Dow public affairs manager Justin Land was similarly upbeat, praising how the festival raises interest in STEM pursuits among young people and encourages local professionals to connect and work together. "I can tell you Dow has never been more engaged in the project," Land said. "This year more than 100 of our 2,000 regional employees will be participating as Dow STEM ambassadors."
In truth, the festival has triumphed over adversity before. Initial event funding by the National Science Foundation was limited to three years. Organizers weren't sure there would be a fourth.
"In fact, the festival has grown in size and support, this year with 70 plus events [85 percent free], working with 200-plus partners across the region," said Bertley.

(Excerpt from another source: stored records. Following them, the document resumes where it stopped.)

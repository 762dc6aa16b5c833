//! HTTP request handlers for the image API.
//!
//! # Endpoints
//!
//! - `GET /products` - List images, optionally filtered by `search`
//! - `POST /products` - Upload an image (multipart: `title`, `image`)
//! - `GET /products/{id}` - Fetch one image record
//! - `DELETE /products/{id}` - Delete an image record and its file
//! - `GET /health` - Health check endpoint

use std::collections::BTreeMap;
use std::sync::Arc;

use axum::{
    extract::{
        multipart::{Multipart, MultipartError, MultipartRejection},
        Path, Query, State,
    },
    http::StatusCode,
    response::{IntoResponse, Response},
    Json,
};
use serde::{Deserialize, Serialize};
use tracing::{debug, error, warn};

use crate::blob::BlobStore;
use crate::error::{ApiError, RecordError};
use crate::images::{validate_upload, FormValue, ImageService, UploadForm};
use crate::record::{ImageRecord, RecordStore};

// =============================================================================
// Application State
// =============================================================================

/// Shared application state containing the image service.
///
/// This is passed to all handlers via Axum's State extractor.
pub struct AppState<B: BlobStore, R: RecordStore> {
    /// The service behind every image route
    pub service: Arc<ImageService<B, R>>,
}

impl<B: BlobStore, R: RecordStore> AppState<B, R> {
    /// Create a new application state with the given image service.
    pub fn new(service: ImageService<B, R>) -> Self {
        Self {
            service: Arc::new(service),
        }
    }
}

impl<B: BlobStore, R: RecordStore> Clone for AppState<B, R> {
    fn clone(&self) -> Self {
        Self {
            service: Arc::clone(&self.service),
        }
    }
}

// =============================================================================
// Request Parameters
// =============================================================================

/// Query parameters for the list endpoint.
#[derive(Debug, Default, Deserialize)]
pub struct IndexQueryParams {
    /// Case-sensitive title substring; present but empty matches everything
    #[serde(default)]
    pub search: Option<String>,
}

// =============================================================================
// Response Types
// =============================================================================

/// JSON error response returned for all error conditions.
#[derive(Debug, Serialize)]
pub struct ErrorResponse {
    /// Human-readable error message
    pub message: String,

    /// Field-level validation messages
    #[serde(skip_serializing_if = "Option::is_none")]
    pub errors: Option<BTreeMap<String, Vec<String>>>,
}

impl ErrorResponse {
    /// Create a new error response.
    pub fn new(message: impl Into<String>) -> Self {
        Self {
            message: message.into(),
            errors: None,
        }
    }

    /// Create an error response carrying field-level messages.
    pub fn with_errors(
        message: impl Into<String>,
        errors: BTreeMap<String, Vec<String>>,
    ) -> Self {
        Self {
            message: message.into(),
            errors: Some(errors),
        }
    }
}

/// Plain `{"message": ...}` success body.
#[derive(Debug, Serialize)]
pub struct MessageResponse {
    pub message: String,
}

/// Health check response.
#[derive(Debug, Serialize)]
pub struct HealthResponse {
    /// Service status
    pub status: String,

    /// Service version
    pub version: String,
}

// =============================================================================
// Error Mapping
// =============================================================================

/// Convert ApiError to HTTP response.
///
/// Errors are logged by severity:
/// - 5xx at ERROR
/// - 404 at DEBUG
/// - other 4xx at WARN
impl IntoResponse for ApiError {
    fn into_response(self) -> Response {
        let status = match &self {
            ApiError::Validation(_) => StatusCode::UNPROCESSABLE_ENTITY,
            ApiError::InvalidMultipart(_) => StatusCode::BAD_REQUEST,
            ApiError::PayloadTooLarge => StatusCode::PAYLOAD_TOO_LARGE,
            ApiError::NotFound { .. } => StatusCode::NOT_FOUND,
            ApiError::Record(RecordError::NotFound(_)) => StatusCode::NOT_FOUND,
            ApiError::Storage(_) | ApiError::Record(_) => StatusCode::INTERNAL_SERVER_ERROR,
        };

        let body = match &self {
            ApiError::Validation(errors) => {
                ErrorResponse::with_errors(errors.summary(), errors.fields().clone())
            }
            ApiError::Record(RecordError::NotFound(id)) => {
                ErrorResponse::new(format!("No image found with id {}.", id))
            }
            // Keep backend details in the logs
            ApiError::Storage(_) => ErrorResponse::new("Failed to access image storage."),
            ApiError::Record(_) => ErrorResponse::new("Failed to access image records."),
            _ => ErrorResponse::new(self.to_string()),
        };

        if status.is_server_error() {
            error!(status = status.as_u16(), "Server error: {}", self);
        } else if status == StatusCode::NOT_FOUND {
            debug!(status = status.as_u16(), "Resource not found: {}", self);
        } else {
            warn!(status = status.as_u16(), "Client error: {}", self);
        }

        (status, Json(body)).into_response()
    }
}

impl From<MultipartError> for ApiError {
    fn from(err: MultipartError) -> Self {
        if err.status() == StatusCode::PAYLOAD_TOO_LARGE {
            ApiError::PayloadTooLarge
        } else {
            ApiError::InvalidMultipart(err.body_text())
        }
    }
}

/// Parse a path identifier. Anything that is not an integer cannot name a
/// record, so it resolves to not-found.
fn parse_id(raw: &str) -> Result<i64, ApiError> {
    raw.parse::<i64>()
        .map_err(|_| ApiError::NotFound { id: raw.to_string() })
}

/// Read the upload form from a multipart body.
async fn read_upload_form(mut multipart: Multipart) -> Result<UploadForm, ApiError> {
    let mut form = UploadForm::new();

    while let Some(field) = multipart.next_field().await? {
        let Some(name) = field.name().map(str::to_owned) else {
            continue;
        };

        let is_file = field.file_name().is_some();
        let data = field.bytes().await?;

        // Non-UTF-8 text parts are kept as bytes so validation can reject them
        let value = if is_file {
            FormValue::File(data)
        } else {
            match std::str::from_utf8(&data) {
                Ok(text) => FormValue::Text(text.to_owned()),
                Err(_) => FormValue::Binary(data),
            }
        };

        form.set(&name, value);
    }

    Ok(form)
}

// =============================================================================
// Handlers
// =============================================================================

/// Handle list requests.
///
/// # Endpoint
///
/// `GET /products?search={substring}`
///
/// # Response
///
/// `200 OK` with a JSON array of records, newest first. No matches yields `[]`.
pub async fn index_handler<B: BlobStore, R: RecordStore>(
    State(state): State<AppState<B, R>>,
    Query(query): Query<IndexQueryParams>,
) -> Result<Json<Vec<ImageRecord>>, ApiError> {
    let records = state.service.list(query.search.as_deref()).await?;
    Ok(Json(records))
}

/// Handle upload requests.
///
/// # Endpoint
///
/// `POST /products` with `multipart/form-data` fields `title` and `image`.
///
/// # Response
///
/// - `201 Created`: the new record
/// - `400 Bad Request`: unreadable multipart body
/// - `422 Unprocessable Entity`: validation failed, with an `errors` map
/// - `500 Internal Server Error`: storage failure
///
/// A body that is not multipart at all is validated as an empty form.
pub async fn store_handler<B: BlobStore, R: RecordStore>(
    State(state): State<AppState<B, R>>,
    multipart: Result<Multipart, MultipartRejection>,
) -> Result<(StatusCode, Json<ImageRecord>), ApiError> {
    let form = match multipart {
        Ok(multipart) => read_upload_form(multipart).await?,
        Err(rejection) => {
            debug!("Create request is not multipart: {}", rejection.body_text());
            UploadForm::new()
        }
    };

    let upload = validate_upload(form)?;
    let record = state.service.create(upload).await?;

    Ok((StatusCode::CREATED, Json(record)))
}

/// Handle single-record requests.
///
/// # Endpoint
///
/// `GET /products/{id}`
///
/// # Response
///
/// - `200 OK`: the record
/// - `404 Not Found`: no record with that id
pub async fn show_handler<B: BlobStore, R: RecordStore>(
    State(state): State<AppState<B, R>>,
    Path(id): Path<String>,
) -> Result<Json<ImageRecord>, ApiError> {
    let id = parse_id(&id)?;
    let record = state.service.find_by_id(id).await?;
    Ok(Json(record))
}

/// Handle delete requests.
///
/// # Endpoint
///
/// `DELETE /products/{id}`
///
/// # Response
///
/// - `200 OK`: `{"message": "Image deleted successfully."}`
/// - `404 Not Found`: no record with that id
/// - `500 Internal Server Error`: the file could not be deleted; the record is kept
pub async fn destroy_handler<B: BlobStore, R: RecordStore>(
    State(state): State<AppState<B, R>>,
    Path(id): Path<String>,
) -> Result<Json<MessageResponse>, ApiError> {
    let id = parse_id(&id)?;
    state.service.destroy(id).await?;

    Ok(Json(MessageResponse {
        message: "Image deleted successfully.".to_string(),
    }))
}

/// Handle health check requests.
///
/// # Endpoint
///
/// `GET /health`
///
/// # Response
///
/// `200 OK` with JSON body:
/// ```json
/// {
///   "status": "healthy",
///   "version": "0.1.0"
/// }
/// ```
pub async fn health_handler() -> Json<HealthResponse> {
    Json(HealthResponse {
        status: "healthy".to_string(),
        version: env!("CARGO_PKG_VERSION").to_string(),
    })
}

// =============================================================================
// Tests
// =============================================================================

The foundation has come back with a "bit more money" so Philly fest organizers can share their experience with other towns' universities, for-profit entities, and museums that have gotten the bug to put on a science show. "When we started, there were just a handful, now there are more than 30 in the Science Festival Alliance, Bertley said.
Mounting the festival takes "about $500,000 in donor funds, plus whatever participants put into their individual projects," said Dubinski. Cumulative attendance should reach around 140,000.